AI has rapidly become one of the marketer’s first choices. From composing ad copy to measuring campaign performance, artificial intelligence is transforming the way we tackle pay-per-click (PPC) advertising. And with the speed of this adoption comes an urgent question:
Can you really trust AI with your PPC strategy?
Recently, digital marketer Susie Marino put this question to the test in a controlled experiment. She evaluated five major AI platforms — ChatGPT, Gemini, Meta AI, Perplexity, and Google’s AI Overviews — by asking them 45 PPC-specific questions. The goal? To see how accurate, insightful, and actionable their responses were when it came to paid advertising.
The results revealed a truth many marketers have quietly suspected: AI is powerful, but far from perfect.
The Accuracy Problem: One in Five Responses Were Wrong
Let’s start with the big headline: 20% of the answers across the five AI tools were incorrect. That’s one out of every five pieces of advice — wrong. Not vague, not debatable. Just factually incorrect.
For businesses spending thousands (or millions) on ads, a 20% misinformation rate isn’t a small glitch — it’s a budget risk. From bidding strategies to keyword match types, one wrong move can tank performance, waste spend, or steer campaigns off course entirely.
This is especially concerning given how many marketers are leaning on AI to make faster decisions. The idea that you can simply “ask the AI” and run with the answer might be a comforting shortcut — but it’s also a dangerous one.
Some Tools Outperformed Others
Among the five tools tested, Google’s Gemini came out on top, offering the most accurate and useful responses. With only three incorrect answers out of 45, it stood out as a promising assistant — especially since it’s being integrated into Google’s new Marketing Advisor inside Google Ads itself.
At the other end of the spectrum, Google’s own AI Overviews (the summaries now embedded in search results) gave the most wrong answers: 12 out of 45. These are the AI blurbs many people are now seeing in response to PPC-related searches — a reminder that just because it’s on Google doesn’t mean it’s gospel.
ChatGPT landed somewhere in the middle. It didn’t give as many wrong answers, but it had a softer problem: tone. When given poor campaign performance data, ChatGPT offered sugar-coated responses — avoiding direct criticism and missing the urgency needed to fix underperforming ads. That may be polite, but it’s not helpful in a performance-driven space like PPC.
AI and Keyword Suggestions: Still a Long Way to Go
One of the most practical (and commonly used) features of AI tools is keyword research. Yet in this test, most tools fell short — badly.
ChatGPT, Perplexity, and Meta AI all produced keyword lists filled with overly broad, generic, or high-competition terms. Worse, some even suggested outdated ad types like ECPC and expanded text ads — formats that have already been deprecated or are no longer effective.
Only Gemini produced keyword ideas that could reasonably serve as a starting point. Even then, they still needed human refinement, market context, and competitive analysis.

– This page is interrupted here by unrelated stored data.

//! Grove configuration.
//!
//! Looked up in `<vault>/.grove/config.json`, then in the user config
//! directory, then defaults. A missing file is fine; a broken one is an
//! error that names the file.

use anyhow::{Context, Result};
use grove_watcher::{LoadOptions, DEFAULT_EXCLUDED_DIRS};
use serde::{Deserialize, Serialize};
use std::fs;
use std::path::{Path, PathBuf};
use tracing::debug;

/// Directory inside the vault holding Grove's own files.
pub const GROVE_DIR: &str = ".grove";

pub const CONFIG_FILE: &str = "config.json";

#[derive(Debug, Clone, PartialEq, Serialize, Deserialize)]
#[serde(default)]
pub struct GroveConfig {
    /// How many hops a context node reaches from its origin.
    pub max_context_distance: usize,
    pub follow_symlinks: bool,
    pub excluded_dirs: Vec<String>,
}

impl Default for GroveConfig {
    fn default() -> Self {
        Self {
            max_context_distance: 7,
            follow_symlinks: false,
            excluded_dirs: DEFAULT_EXCLUDED_DIRS.iter().map(|d| d.to_string()).collect(),
        }
    }
}

impl GroveConfig {
    /// Path of the vault-local config file.
    pub fn vault_path(vault: &Path) -> PathBuf {
        vault.join(GROVE_DIR).join(CONFIG_FILE)
    }

    /// Path of the per-user config file, if the platform has one.
    pub fn user_path() -> Option<PathBuf> {
        dirs::config_dir().map(|dir| dir.join("grove").join(CONFIG_FILE))
    }

    /// Loads the config for `vault`.
    pub fn load(vault: &Path) -> Result<Self> {
        Self::load_from(&Self::vault_path(vault), Self::user_path().as_deref())
    }

    fn load_from(vault_file: &Path, user_file: Option<&Path>) -> Result<Self> {
        for path in std::iter::once(vault_file).chain(user_file) {
            if path.is_file() {
                debug!("Using config {}", path.display());
                return Self::read(path);
            }
        }
        Ok(Self::default())
    }

    fn read(path: &Path) -> Result<Self> {
        let raw = fs::read_to_string(path)
            .with_context(|| format!("failed to read config {}", path.display()))?;
        serde_json::from_str(&raw).with_context(|| format!("invalid config {}", path.display()))
    }

    /// Writes this config to `path`, creating parent directories.
    pub fn write(&self, path: &Path) -> Result<()> {
        if let Some(parent) = path.parent() {
            fs::create_dir_all(parent)?;
        }
        fs::write(path, serde_json::to_string_pretty(self)?)?;
        Ok(())
    }

    pub fn load_options(&self) -> LoadOptions {
        LoadOptions {
            follow_symlinks: self.follow_symlinks,
            excluded_dirs: self.excluded_dirs.clone(),
        }
    }
}

#[cfg(test)]
mod tests {
    use super::*;
    use tempfile::tempdir;

    #[test]
    fn test_defaults_when_missing() {
        let dir = tempdir().unwrap();
        let config = GroveConfig::load_from(&dir.path().join("none.json"), None).unwrap();
        assert_eq!(config, GroveConfig::default());
        assert_eq!(config.max_context_distance, 7);
    }

    #[test]
    fn test_vault_file_wins() {
        let dir = tempdir().unwrap();
        let vault_file = dir.path().join("vault.json");
        let user_file = dir.path().join("user.json");
        fs::write(&vault_file, r#"{"max_context_distance": 2}"#).unwrap();
        fs::write(&user_file, r#"{"max_context_distance": 9}"#).unwrap();

        let config = GroveConfig::load_from(&vault_file, Some(&user_file)).unwrap();
        assert_eq!(config.max_context_distance, 2);
        assert!(!config.follow_symlinks);
    }

    #[test]
    fn test_user_file_fallback() {
        let dir = tempdir().unwrap();
        let user_file = dir.path().join("user.json");
        fs::write(&user_file, r#"{"follow_symlinks": true}"#).unwrap();

        let config =
            GroveConfig::load_from(&dir.path().join("missing.json"), Some(&user_file)).unwrap();
        assert!(config.follow_symlinks);
        assert_eq!(config.max_context_distance, 7);
    }

    #[test]
    fn test_malformed_names_file() {
        let dir = tempdir().unwrap();
        let vault_file = dir.path().join("broken.json");
        fs::write(&vault_file, "{ nope").unwrap();

        let err = GroveConfig::load_from(&vault_file, None).unwrap_err();
        assert!(err.to_string().contains("broken.json"));
    }

    #[test]
    fn test_write_round_trip() {
        let dir = tempdir().unwrap();
        let path = GroveConfig::vault_path(dir.path());
        let config = GroveConfig {
            max_context_distance: 3,
            ..GroveConfig::default()
        };

        config.write(&path).unwrap();

        assert_eq!(GroveConfig::load_from(&path, None).unwrap(), config);
    }
}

In short, AI isn’t yet a reliable shortcut to high-performing keyword strategy — especially for platforms like Amazon or Google, where search intent and match type precision are critical to ROI.

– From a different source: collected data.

//! Forwards applied deltas to the mirror.
//!
//! The broadcaster numbers every delta it sends. Numbers are consumed
//! even when a send fails, so a lost delta shows up on the other side as
//! a sequence gap rather than as silent drift.

use crate::error::Result;
use crate::protocol::DeltaEnvelope;
use crate::transport::DeltaTransport;
use grove_graph::Delta;
use std::sync::atomic::{AtomicU64, Ordering};
use tracing::{debug, warn};

pub struct Broadcaster {
    transport: Box<dyn DeltaTransport>,
    next_seq: AtomicU64,
}

impl Broadcaster {
    pub fn new(transport: impl DeltaTransport + 'static) -> Self {
        Self {
            transport: Box::new(transport),
            next_seq: AtomicU64::new(0),
        }
    }

    /// Sequence number the next broadcast will carry.
    pub fn next_seq(&self) -> u64 {
        self.next_seq.load(Ordering::SeqCst)
    }

    /// Sends `delta` and returns its sequence number.
    ///
    /// Empty deltas aren't sent and don't consume a number.
    pub async fn broadcast(&self, delta: &Delta) -> Result<Option<u64>> {
        if delta.is_empty() {
            return Ok(None);
        }

        let seq = self.next_seq.fetch_add(1, Ordering::SeqCst);
        let envelope = DeltaEnvelope::new(seq, delta.clone());

        match self.transport.send(&envelope).await {
            Ok(()) => {
                debug!("Broadcast delta {} ({} ops)", seq, delta.len());
                Ok(Some(seq))
            }
            Err(e) => {
                warn!("Failed to broadcast delta {}: {}", seq, e);
                Err(e)
            }
        }
    }
}

#[cfg(test)]
mod tests {
    use super::*;
    use crate::transport::ChannelTransport;

    #[tokio::test]
    async fn test_sequence_numbers() {
        let (transport, mut rx) = ChannelTransport::new();
        let broadcaster = Broadcaster::new(transport);

        assert_eq!(broadcaster.broadcast(&Delta::new().delete("a")).await.unwrap(), Some(0));
        assert_eq!(broadcaster.broadcast(&Delta::new()).await.unwrap(), None);
        assert_eq!(broadcaster.broadcast(&Delta::new().delete("b")).await.unwrap(), Some(1));

        assert_eq!(rx.recv().await.unwrap().seq, 0);
        assert_eq!(rx.recv().await.unwrap().seq, 1);
        assert_eq!(broadcaster.next_seq(), 2);
    }

    #[tokio::test]
    async fn test_failed_send_consumes_number() {
        let (transport, rx) = ChannelTransport::new();
        drop(rx);
        let broadcaster = Broadcaster::new(transport);

        assert!(broadcaster.broadcast(&Delta::new().delete("a")).await.is_err());
        assert_eq!(broadcaster.next_seq(), 1);
    }
}
//! The receiving side of replication.
//!
//! A mirror holds its own graph and runs the same reducer over the same
//! ordered envelopes as the engine, so after each envelope it equals the
//! engine's graph at that point.

use crate::error::{Result, SyncError};
use crate::protocol::{DeltaEnvelope, GraphSnapshot};
use grove_graph::{apply_graph_delta, Graph};
use tracing::{debug, warn};

#[derive(Debug, Default)]
pub struct Mirror {
    graph: Graph,
    next_seq: u64,
}

impl Mirror {
    /// A mirror of an engine that hasn't broadcast anything yet.
    pub fn new() -> Self {
        Self::default()
    }

    /// A mirror hydrated from a full snapshot, expecting `next_seq` as
    /// the next envelope.
    pub fn from_snapshot(graph: Graph, next_seq: u64) -> Self {
        Self { graph, next_seq }
    }

    /// A mirror hydrated from a `graph/getGraph` result.
    pub fn hydrate(snapshot: GraphSnapshot) -> Self {
        Self::from_snapshot(snapshot.graph, snapshot.next_seq)
    }

    pub fn graph(&self) -> &Graph {
        &self.graph
    }

    pub fn next_seq(&self) -> u64 {
        self.next_seq
    }

    /// Applies one envelope.
    ///
    /// Envelopes already applied are ignored. An envelope from the
    /// future means something was lost; it is rejected and the graph
    /// stays as it was.
    pub fn apply(&mut self, envelope: &DeltaEnvelope) -> Result<()> {
        if envelope.seq < self.next_seq {
            debug!("Ignoring replayed delta {}", envelope.seq);
            return Ok(());
        }
        if envelope.seq > self.next_seq {
            warn!(
                "Sequence gap: expected delta {}, got {}",
                self.next_seq, envelope.seq
            );
            return Err(SyncError::SequenceGap {
                expected: self.next_seq,
                got: envelope.seq,
            });
        }

        self.graph = apply_graph_delta(&self.graph, &envelope.delta);
        self.next_seq += 1;
        Ok(())
    }

    /// Applies an envelope read as a JSON-RPC notification line.
    pub fn apply_line(&mut self, line: &str) -> Result<()> {
        let envelope = DeltaEnvelope::from_notification_line(line)?;
        self.apply(&envelope)
    }
}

Platform-Specific Performance
One clear takeaway from the test is that AI tools tend to perform best on the platforms they’re closest to.
- Meta AI excelled at Facebook-specific data, offering accurate insights and guidance for Meta’s own ad ecosystem.
- Gemini was strongest on Google Ads, unsurprisingly, given its origin.
- ChatGPT showed more generalist strength, helpful for generating content and explanations, but not strategic PPC advice.
This suggests a practical approach: match your AI assistant to the platform you’re working on — and always stay critical, no matter which tool you choose.
Why This Matters for Amazon Sellers and DTC Brands
If you’re running Amazon PPC campaigns or overseeing direct-to-consumer (DTC) paid strategies, the implications here are serious.
Relying on AI to guide bids, suggest keywords, or evaluate performance can feel like a time-saver — but if the output is even 20% inaccurate, you’re not just risking inefficiency — you’re risking profitability.
For Amazon sellers in particular, where margins can be razor-thin and ad budgets must be tightly controlled, following bad advice can have long-term consequences: missed ranking opportunities, higher ACOS, wasted ad spend, and lost buy box visibility.
Final Thoughts: Proceed With Smart Caution
AI is here to stay. And when used properly, it can be a big help.
But marketers and sellers should stop thinking of AI as some kind of all-knowing expert.
Instead, they should see it as a smart helper that still needs guidance.
So before you go ahead with the next AI-driven PPC change or keyword suggestion, take a moment.
Look at the data.
Check if the advice makes sense. Remember — it’s your money that’s at risk, not the machine’s.